Regulatory Teeth for a Growing Threat

Under the bill, enforcement authority would rest with the U.S. Securities and Exchange Commission, giving it expanded power to investigate and shut out PRC-linked firms. This builds on earlier laws—most notably the Holding Foreign Companies Accountable Act, which forced several Chinese companies to delist for failing to meet U.S. audit transparency standards.

But lawmakers now believe those efforts didn’t go far enough. The new bill targets a broader swath of the financial industry and aims to block both current and future market entrants with any material link to China’s government. Consumer data protection is a top concern, with the bill asserting that Chinese firms’ access to U.S. digital financial infrastructure poses a national security threat.

Global Shockwaves on the Horizon?

Analysts caution that while the bill reflects growing bipartisan consensus, its real-world effects could reverberate well beyond Washington.
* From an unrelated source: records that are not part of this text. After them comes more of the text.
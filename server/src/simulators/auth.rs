//! Authentication axis: bearer tokens are accepted or rejected
//! syntactically. There is no session store; rejection is a function of
//! the switch and the header shape alone.

use crate::config::FailureConfig;
use crate::error::SimulatedFailure;
use shared::LogSink;
use uuid::Uuid;

#[derive(Debug, Clone)]
pub struct AuthSimulator {
    active: bool,
}

impl AuthSimulator {
    pub fn from_config(config: &FailureConfig) -> Self {
        Self {
            active: config.auth_failure,
        }
    }

    /// Issue a bearer token for a login, unless the axis is active
    pub fn issue_token(&self, sink: &LogSink, username: &str) -> Result<String, SimulatedFailure> {
        if self.active {
            sink.error(format!(
                "Authentication failed: invalid credentials for user {username}"
            ));
            return Err(SimulatedFailure::AuthenticationRejected);
        }
        Ok(Uuid::new_v4().to_string())
    }

    /// Validate an `Authorization: Bearer <token>` header value.
    ///
    /// Rejects a missing header, a header not using the Bearer scheme, an
    /// empty token, and — while the axis is active — any token at all.
    pub fn validate_bearer(
        &self,
        sink: &LogSink,
        header: Option<&str>,
    ) -> Result<String, SimulatedFailure> {
        let Some(header) = header else {
            sink.warning("Missing authorization token");
            return Err(SimulatedFailure::AuthenticationRejected);
        };

        let token = header.strip_prefix("Bearer ").unwrap_or("");
        if token.is_empty() {
            sink.error(format!("Invalid token detected: {}...", truncate(header)));
            return Err(SimulatedFailure::AuthenticationRejected);
        }

        if self.active {
            sink.error(format!(
                "Authentication failed: token validation failing, token={}...",
                truncate(token)
            ));
            return Err(SimulatedFailure::AuthenticationRejected);
        }

        Ok(token.to_string())
    }
}

// Tokens never appear in full in the log stream
fn truncate(value: &str) -> String {
    value.chars().take(20).collect()
}
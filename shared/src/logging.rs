//! Analyzer log contract: leveled, timestamped lines in a fixed format
//!
//! The log file produced here is the sole handoff artifact to the external
//! log analyzer, which parses each line byte-for-byte. The line format is
//! the wire contract and must stay stable:
//!
//! ```text
//! [LEVEL] YYYY-MM-DD HH:MM:SS - message
//! ```
//!
//! Records are also mirrored to `tracing` so operators see the same stream
//! on the console.

use crate::errors::{SharedError, SharedResult};
use chrono::Local;
use serde::{Deserialize, Serialize};
use std::fmt;
use std::fs::{File, OpenOptions};
use std::io::Write;
use std::path::Path;
use std::str::FromStr;
use std::sync::Mutex;

/// Timestamp layout used in every log line (second precision, local time)
pub const TIMESTAMP_FORMAT: &str = "%Y-%m-%d %H:%M:%S";

/// Severity of a single log record
#[derive(Debug, Clone, Copy, PartialEq, Eq, PartialOrd, Ord, Serialize, Deserialize)]
pub enum LogLevel {
    Info,
    Warning,
    Error,
    Critical,
}

impl fmt::Display for LogLevel {
    fn fmt(&self, f: &mut fmt::Formatter<'_>) -> fmt::Result {
        let token = match self {
            LogLevel::Info => "INFO",
            LogLevel::Warning => "WARNING",
            LogLevel::Error => "ERROR",
            LogLevel::Critical => "CRITICAL",
        };
        write!(f, "{token}")
    }
}

impl FromStr for LogLevel {
    type Err = SharedError;

    fn from_str(token: &str) -> Result<Self, Self::Err> {
        match token {
            "INFO" => Ok(LogLevel::Info),
            "WARNING" => Ok(LogLevel::Warning),
            "ERROR" => Ok(LogLevel::Error),
            "CRITICAL" => Ok(LogLevel::Critical),
            _ => Err(SharedError::UnknownLevel {
                token: token.to_string(),
            }),
        }
    }
}

/// One line of the analyzer log, in parsed form
#[derive(Debug, Clone, PartialEq, Serialize, Deserialize)]
pub struct LogRecord {
    pub level: LogLevel,
    pub timestamp: String,
    pub message: String,
}

impl LogRecord {
    /// Parse a line of the form `[LEVEL] YYYY-MM-DD HH:MM:SS - message`
    pub fn parse(line: &str) -> SharedResult<Self> {
        let rest = line.strip_prefix('[').ok_or_else(|| malformed(line))?;
        let (level, rest) = rest.split_once("] ").ok_or_else(|| malformed(line))?;
        let (timestamp, message) = rest.split_once(" - ").ok_or_else(|| malformed(line))?;

        Ok(Self {
            level: level.parse()?,
            timestamp: timestamp.to_string(),
            message: message.to_string(),
        })
    }

    /// Render the record back into its wire format
    pub fn format_line(&self) -> String {
        format!("[{}] {} - {}", self.level, self.timestamp, self.message)
    }
}

fn malformed(line: &str) -> SharedError {
    SharedError::MalformedRecord {
        line: line.to_string(),
    }
}

enum SinkTarget {
    File(File),
    Memory(Vec<String>),
}

/// Append-only sink for analyzer log lines
///
/// One line per `emit`, flushed immediately so a killed process still
/// leaves a consistent, truncation-safe file. Handlers may emit
/// concurrently; a mutex keeps the stream ordered by invocation. Write
/// failures are reported through `tracing` and otherwise swallowed — the
/// sink must never take the caller down with it.
pub struct LogSink {
    target: Mutex<SinkTarget>,
}

impl LogSink {
    /// Open (or create) the log file in append mode, creating parent
    /// directories as needed
    pub fn to_file(path: impl AsRef<Path>) -> SharedResult<Self> {
        let path = path.as_ref();
        if let Some(parent) = path.parent() {
            if !parent.as_os_str().is_empty() {
                std::fs::create_dir_all(parent)?;
            }
        }
        let file = OpenOptions::new().create(true).append(true).open(path)?;

        Ok(Self {
            target: Mutex::new(SinkTarget::File(file)),
        })
    }

    /// Capture lines in memory instead of a file; used by tests
    pub fn in_memory() -> Self {
        Self {
            target: Mutex::new(SinkTarget::Memory(Vec::new())),
        }
    }

    /// Append one record to the stream and flush it
    pub fn emit(&self, level: LogLevel, message: impl AsRef<str>) {
        let message = message.as_ref();
        let record = LogRecord {
            level,
            timestamp: Local::now().format(TIMESTAMP_FORMAT).to_string(),
            message: message.to_string(),
        };
        let line = record.format_line();

        mirror_to_tracing(level, message);

        let mut target = match self.target.lock() {
            Ok(guard) => guard,
            Err(poisoned) => poisoned.into_inner(),
        };
        match &mut *target {
            SinkTarget::File(file) => {
                if let Err(e) = writeln!(file, "{line}").and_then(|()| file.flush()) {
                    tracing::error!("Log sink write failed: {e}");
                }
            }
            SinkTarget::Memory(lines) => lines.push(line),
        }
    }

    pub fn info(&self, message: impl AsRef<str>) {
        self.emit(LogLevel::Info, message);
    }

    pub fn warning(&self, message: impl AsRef<str>) {
        self.emit(LogLevel::Warning, message);
    }

    pub fn error(&self, message: impl AsRef<str>) {
        self.emit(LogLevel::Error, message);
    }

    pub fn critical(&self, message: impl AsRef<str>) {
        self.emit(LogLevel::Critical, message);
    }

    /// Flush the underlying stream; a no-op for in-memory sinks
    pub fn flush(&self) {
        let mut target = match self.target.lock() {
            Ok(guard) => guard,
            Err(poisoned) => poisoned.into_inner(),
        };
        if let SinkTarget::File(file) = &mut *target {
            if let Err(e) = file.flush() {
                tracing::error!("Log sink flush failed: {e}");
            }
        }
    }

    /// Lines captured by an in-memory sink, in emit order; empty for
    /// file-backed sinks
    pub fn captured_lines(&self) -> Vec<String> {
        let target = match self.target.lock() {
            Ok(guard) => guard,
            Err(poisoned) => poisoned.into_inner(),
        };
        match &*target {
            SinkTarget::File(_) => Vec::new(),
            SinkTarget::Memory(lines) => lines.clone(),
        }
    }

    /// Parsed records captured by an in-memory sink
    pub fn captured_records(&self) -> Vec<LogRecord> {
        self.captured_lines()
            .iter()
            .filter_map(|line| LogRecord::parse(line).ok())
            .collect()
    }
}

fn mirror_to_tracing(level: LogLevel, message: &str) {
    match level {
        LogLevel::Info => tracing::info!("{message}"),
        LogLevel::Warning => tracing::warn!("{message}"),
        LogLevel::Error => tracing::error!("{message}"),
        LogLevel::Critical => tracing::error!(critical = true, "{message}"),
    }
}

/// Initialize the tracing subscriber for console diagnostics
///
/// Safe to call more than once; later calls are ignored.
pub fn init_tracing(log_level: &str) {
    use tracing_subscriber::{EnvFilter, fmt};

    let filter = format!("server={log_level},shared={log_level},tower_http=warn,axum=warn");

    let _ = fmt()
        .with_env_filter(EnvFilter::new(filter))
        .with_target(false)
        .with_thread_ids(false)
        .with_file(false)
        .with_line_number(false)
        .try_init();
}

#[cfg(test)]
mod tests {
    use super::*;

    #[test]
    fn test_level_round_trip() {
        for level in [
            LogLevel::Info,
            LogLevel::Warning,
            LogLevel::Error,
            LogLevel::Critical,
        ] {
            let parsed: LogLevel = level.to_string().parse().unwrap();
            assert_eq!(parsed, level);
        }
    }

    #[test]
    fn test_unknown_level_rejected() {
        let err = "DEBUG".parse::<LogLevel>().unwrap_err();
        assert!(matches!(err, SharedError::UnknownLevel { .. }));
    }

    #[test]
    fn test_record_parse() {
        let record =
            LogRecord::parse("[ERROR] 2024-03-01 12:00:00 - Database connection failed").unwrap();

        assert_eq!(record.level, LogLevel::Error);
        assert_eq!(record.timestamp, "2024-03-01 12:00:00");
        assert_eq!(record.message, "Database connection failed");
    }

    #[test]
    fn test_record_parse_keeps_message_separators() {
        // Only the first " - " splits timestamp from message
        let record = LogRecord::parse("[INFO] 2024-03-01 12:00:00 - a - b - c").unwrap();
        assert_eq!(record.message, "a - b - c");
    }

    #[test]
    fn test_record_parse_rejects_malformed_lines() {
        for line in ["", "no brackets here", "[INFO] missing separator"] {
            assert!(LogRecord::parse(line).is_err(), "accepted: {line:?}");
        }
    }

    #[test]
    fn test_record_format_line_round_trips() {
        let record = LogRecord {
            level: LogLevel::Warning,
            timestamp: "2024-03-01 12:00:00".to_string(),
            message: "Retrying database connection (attempt 1/3)".to_string(),
        };

        assert_eq!(
            record.format_line(),
            "[WARNING] 2024-03-01 12:00:00 - Retrying database connection (attempt 1/3)"
        );
        assert_eq!(LogRecord::parse(&record.format_line()).unwrap(), record);
    }

    #[test]
    fn test_in_memory_sink_preserves_order() {
        let sink = LogSink::in_memory();
        sink.info("first");
        sink.warning("second");
        sink.error("third");

        let records = sink.captured_records();
        assert_eq!(records.len(), 3);
        assert_eq!(records[0].level, LogLevel::Info);
        assert_eq!(records[0].message, "first");
        assert_eq!(records[1].level, LogLevel::Warning);
        assert_eq!(records[2].level, LogLevel::Error);
        assert_eq!(records[2].message, "third");
    }

    #[test]
    fn test_file_sink_appends_and_flushes_per_line() {
        let dir = tempfile::tempdir().unwrap();
        let path = dir.path().join("logs").join("application.log");

        let sink = LogSink::to_file(&path).unwrap();
        sink.info("Health check requested");
        sink.error("Email service connectivity problem");

        // No explicit flush call: emit must flush per line
        let content = std::fs::read_to_string(&path).unwrap();
        let lines: Vec<&str> = content.lines().collect();
        assert_eq!(lines.len(), 2);
        assert!(lines[0].starts_with("[INFO] "));
        assert!(lines[1].starts_with("[ERROR] "));
        assert!(lines[1].ends_with(" - Email service connectivity problem"));

        // A second sink on the same path appends rather than truncating
        let sink = LogSink::to_file(&path).unwrap();
        sink.warning("Retrying database connection (attempt 1/3)");
        let content = std::fs::read_to_string(&path).unwrap();
        assert_eq!(content.lines().count(), 3);
    }

    #[test]
    fn test_every_emitted_line_parses() {
        let sink = LogSink::in_memory();
        sink.critical("Unable to initialize critical service: payment-service");

        for line in sink.captured_lines() {
            let record = LogRecord::parse(&line).unwrap();
            assert_eq!(record.timestamp.len(), "2024-03-01 12:00:00".len());
        }
    }
}
//! Process lifecycle phases
//!
//! `Created → Initializing → {Running | Aborted}`. `Aborted` is terminal:
//! it is reached only when the critical-failure switch is set during
//! startup, and no listener is ever bound from it.

use std::fmt;

#[derive(Debug, Clone, Copy, PartialEq, Eq)]
pub enum Phase {
    Created,
    Initializing,
    Running,
    Aborted,
}

impl Phase {
    /// Whether the controller may take this transition
    pub fn can_transition_to(self, next: Phase) -> bool {
        matches!(
            (self, next),
            (Phase::Created, Phase::Initializing)
                | (Phase::Initializing, Phase::Running)
                | (Phase::Initializing, Phase::Aborted)
        )
    }

    pub fn is_terminal(self) -> bool {
        self == Phase::Aborted
    }
}

impl fmt::Display for Phase {
    fn fmt(&self, f: &mut fmt::Formatter<'_>) -> fmt::Result {
        let name = match self {
            Phase::Created => "created",
            Phase::Initializing => "initializing",
            Phase::Running => "running",
            Phase::Aborted => "aborted",
        };
        write!(f, "{name}")
    }
}

#[cfg(test)]
mod tests {
    use super::*;

    #[test]
    fn test_allowed_transitions() {
        assert!(Phase::Created.can_transition_to(Phase::Initializing));
        assert!(Phase::Initializing.can_transition_to(Phase::Running));
        assert!(Phase::Initializing.can_transition_to(Phase::Aborted));
    }

    #[test]
    fn test_aborted_is_terminal() {
        assert!(Phase::Aborted.is_terminal());
        for next in [Phase::Created, Phase::Initializing, Phase::Running] {
            assert!(!Phase::Aborted.can_transition_to(next));
        }
    }

    #[test]
    fn test_running_never_returns_to_startup_phases() {
        for next in [Phase::Created, Phase::Initializing, Phase::Aborted] {
            assert!(!Phase::Running.can_transition_to(next));
        }
    }
}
A blanket ban could prompt swift retaliation from Beijing, further straining already fragile trade and diplomatic relations. It could also invite challenges from global markets and financial institutions concerned about a splintered international system.

Yet the political climate suggests strong momentum. As foreign influence becomes a central theme in the 2026 election cycle, lawmakers are doubling down on nationalist economic policy. Public sentiment has turned sharply against China-linked entities, especially in sectors involving sensitive data or critical infrastructure.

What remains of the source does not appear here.